__Given entries__.
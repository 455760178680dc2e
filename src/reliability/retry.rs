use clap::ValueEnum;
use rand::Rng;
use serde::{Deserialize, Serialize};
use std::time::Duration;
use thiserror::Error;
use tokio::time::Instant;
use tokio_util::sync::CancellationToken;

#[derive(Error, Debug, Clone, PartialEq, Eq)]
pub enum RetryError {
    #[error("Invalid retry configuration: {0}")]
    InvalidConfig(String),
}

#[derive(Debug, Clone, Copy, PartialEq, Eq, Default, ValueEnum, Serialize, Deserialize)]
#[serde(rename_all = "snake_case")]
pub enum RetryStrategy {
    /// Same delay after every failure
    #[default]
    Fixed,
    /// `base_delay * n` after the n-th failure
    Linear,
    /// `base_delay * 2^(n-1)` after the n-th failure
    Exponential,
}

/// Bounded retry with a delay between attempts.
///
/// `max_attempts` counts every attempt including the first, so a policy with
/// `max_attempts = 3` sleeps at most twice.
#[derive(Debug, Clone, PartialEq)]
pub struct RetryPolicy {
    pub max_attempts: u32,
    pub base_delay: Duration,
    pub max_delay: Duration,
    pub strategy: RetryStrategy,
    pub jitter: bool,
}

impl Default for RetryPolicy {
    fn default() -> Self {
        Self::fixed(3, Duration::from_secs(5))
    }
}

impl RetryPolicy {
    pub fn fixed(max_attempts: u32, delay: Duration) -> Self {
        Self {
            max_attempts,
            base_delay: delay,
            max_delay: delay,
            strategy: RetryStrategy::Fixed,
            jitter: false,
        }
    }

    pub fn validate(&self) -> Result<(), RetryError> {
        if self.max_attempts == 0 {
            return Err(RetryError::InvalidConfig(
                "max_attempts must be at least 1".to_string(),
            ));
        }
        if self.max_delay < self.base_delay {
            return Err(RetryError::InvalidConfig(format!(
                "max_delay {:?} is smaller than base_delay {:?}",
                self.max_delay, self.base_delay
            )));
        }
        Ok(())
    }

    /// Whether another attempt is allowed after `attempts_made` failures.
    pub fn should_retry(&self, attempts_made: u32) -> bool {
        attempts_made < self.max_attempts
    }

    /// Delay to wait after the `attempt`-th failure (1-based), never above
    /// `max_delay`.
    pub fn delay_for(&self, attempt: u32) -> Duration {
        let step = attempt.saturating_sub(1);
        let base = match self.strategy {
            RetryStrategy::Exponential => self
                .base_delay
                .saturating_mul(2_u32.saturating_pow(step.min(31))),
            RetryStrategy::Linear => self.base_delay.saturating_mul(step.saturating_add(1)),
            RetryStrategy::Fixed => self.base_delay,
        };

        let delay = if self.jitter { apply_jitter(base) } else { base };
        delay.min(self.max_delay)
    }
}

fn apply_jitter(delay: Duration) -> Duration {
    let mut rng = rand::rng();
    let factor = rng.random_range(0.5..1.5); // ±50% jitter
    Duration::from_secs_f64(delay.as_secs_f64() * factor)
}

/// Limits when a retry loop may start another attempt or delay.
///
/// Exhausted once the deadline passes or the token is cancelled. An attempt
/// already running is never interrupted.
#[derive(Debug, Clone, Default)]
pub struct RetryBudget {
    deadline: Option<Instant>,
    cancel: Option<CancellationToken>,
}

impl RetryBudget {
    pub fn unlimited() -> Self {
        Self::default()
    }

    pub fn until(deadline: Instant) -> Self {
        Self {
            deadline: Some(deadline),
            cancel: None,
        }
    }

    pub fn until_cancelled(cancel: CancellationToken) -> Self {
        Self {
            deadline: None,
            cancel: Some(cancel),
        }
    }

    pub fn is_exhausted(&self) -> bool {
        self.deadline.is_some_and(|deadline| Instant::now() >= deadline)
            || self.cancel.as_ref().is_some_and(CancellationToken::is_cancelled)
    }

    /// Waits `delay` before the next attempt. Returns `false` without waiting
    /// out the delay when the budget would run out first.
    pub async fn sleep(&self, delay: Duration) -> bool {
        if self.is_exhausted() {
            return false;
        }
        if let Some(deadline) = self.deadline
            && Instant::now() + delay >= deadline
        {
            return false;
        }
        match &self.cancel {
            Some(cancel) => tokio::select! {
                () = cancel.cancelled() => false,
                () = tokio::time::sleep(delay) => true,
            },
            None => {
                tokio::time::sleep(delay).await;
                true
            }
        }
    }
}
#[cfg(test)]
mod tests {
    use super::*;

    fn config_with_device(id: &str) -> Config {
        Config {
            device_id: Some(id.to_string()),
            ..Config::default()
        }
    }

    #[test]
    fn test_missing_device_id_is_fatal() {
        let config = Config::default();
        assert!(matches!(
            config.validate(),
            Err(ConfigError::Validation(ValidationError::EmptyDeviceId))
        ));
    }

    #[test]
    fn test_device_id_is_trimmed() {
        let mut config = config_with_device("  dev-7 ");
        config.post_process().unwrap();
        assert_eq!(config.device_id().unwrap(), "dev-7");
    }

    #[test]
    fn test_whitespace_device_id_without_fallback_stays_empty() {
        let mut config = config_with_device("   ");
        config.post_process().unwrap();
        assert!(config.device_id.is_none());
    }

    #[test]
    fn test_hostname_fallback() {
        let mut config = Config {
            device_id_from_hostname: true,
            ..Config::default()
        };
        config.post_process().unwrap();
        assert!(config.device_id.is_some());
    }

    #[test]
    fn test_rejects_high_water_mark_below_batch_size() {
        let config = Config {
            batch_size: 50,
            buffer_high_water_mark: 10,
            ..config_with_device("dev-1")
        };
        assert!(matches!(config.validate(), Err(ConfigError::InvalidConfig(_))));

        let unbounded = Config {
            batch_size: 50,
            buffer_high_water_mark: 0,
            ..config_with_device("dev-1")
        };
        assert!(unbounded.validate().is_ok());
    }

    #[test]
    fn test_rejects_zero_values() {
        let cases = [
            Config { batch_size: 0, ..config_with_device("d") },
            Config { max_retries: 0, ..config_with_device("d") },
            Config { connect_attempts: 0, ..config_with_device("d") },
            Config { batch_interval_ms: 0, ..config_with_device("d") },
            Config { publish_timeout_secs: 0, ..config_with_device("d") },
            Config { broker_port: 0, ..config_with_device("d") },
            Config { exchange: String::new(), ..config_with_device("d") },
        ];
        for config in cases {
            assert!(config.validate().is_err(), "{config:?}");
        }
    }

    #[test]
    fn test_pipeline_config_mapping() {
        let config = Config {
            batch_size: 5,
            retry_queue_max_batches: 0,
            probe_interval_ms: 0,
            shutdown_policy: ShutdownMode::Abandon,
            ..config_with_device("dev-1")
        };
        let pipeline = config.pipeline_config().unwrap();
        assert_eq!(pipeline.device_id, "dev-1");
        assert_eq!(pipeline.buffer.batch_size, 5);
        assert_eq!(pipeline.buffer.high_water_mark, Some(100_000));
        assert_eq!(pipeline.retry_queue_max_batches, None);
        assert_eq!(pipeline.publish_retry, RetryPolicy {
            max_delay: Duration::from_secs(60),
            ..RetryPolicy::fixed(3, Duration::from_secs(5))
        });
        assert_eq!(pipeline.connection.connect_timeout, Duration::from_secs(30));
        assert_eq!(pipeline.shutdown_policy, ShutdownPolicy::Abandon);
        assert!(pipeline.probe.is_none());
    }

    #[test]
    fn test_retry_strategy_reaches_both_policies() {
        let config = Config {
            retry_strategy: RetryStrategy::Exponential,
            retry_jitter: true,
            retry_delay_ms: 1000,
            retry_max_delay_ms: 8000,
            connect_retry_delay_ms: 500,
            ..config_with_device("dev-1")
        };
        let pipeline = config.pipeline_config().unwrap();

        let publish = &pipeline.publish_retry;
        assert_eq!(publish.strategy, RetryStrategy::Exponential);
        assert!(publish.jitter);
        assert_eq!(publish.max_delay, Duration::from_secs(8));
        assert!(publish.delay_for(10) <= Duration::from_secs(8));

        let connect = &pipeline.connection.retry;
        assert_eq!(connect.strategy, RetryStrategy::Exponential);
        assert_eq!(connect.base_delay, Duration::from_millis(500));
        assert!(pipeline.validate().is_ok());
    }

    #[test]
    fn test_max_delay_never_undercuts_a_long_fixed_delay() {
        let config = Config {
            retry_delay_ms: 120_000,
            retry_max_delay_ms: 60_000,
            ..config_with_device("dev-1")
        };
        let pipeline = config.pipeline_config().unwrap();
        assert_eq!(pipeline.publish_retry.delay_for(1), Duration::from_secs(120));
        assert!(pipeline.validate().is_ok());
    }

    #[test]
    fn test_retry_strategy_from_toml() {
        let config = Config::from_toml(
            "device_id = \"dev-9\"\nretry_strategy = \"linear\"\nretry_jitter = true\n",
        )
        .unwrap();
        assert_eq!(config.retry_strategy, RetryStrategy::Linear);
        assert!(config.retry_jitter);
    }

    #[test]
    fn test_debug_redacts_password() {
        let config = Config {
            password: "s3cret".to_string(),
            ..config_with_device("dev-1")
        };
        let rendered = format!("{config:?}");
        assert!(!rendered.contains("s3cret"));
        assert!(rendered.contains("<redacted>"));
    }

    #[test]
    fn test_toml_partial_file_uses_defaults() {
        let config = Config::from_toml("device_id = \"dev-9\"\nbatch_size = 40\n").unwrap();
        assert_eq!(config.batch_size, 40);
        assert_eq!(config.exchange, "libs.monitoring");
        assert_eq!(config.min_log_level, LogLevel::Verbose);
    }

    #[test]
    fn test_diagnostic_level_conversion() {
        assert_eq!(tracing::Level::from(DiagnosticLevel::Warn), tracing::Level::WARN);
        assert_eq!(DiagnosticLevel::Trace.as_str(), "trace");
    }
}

__Your goal__.
Please count up the lines in the listing above holding the string "RetryStrategy", and say the number with nothing else.

__Result of the task__.
10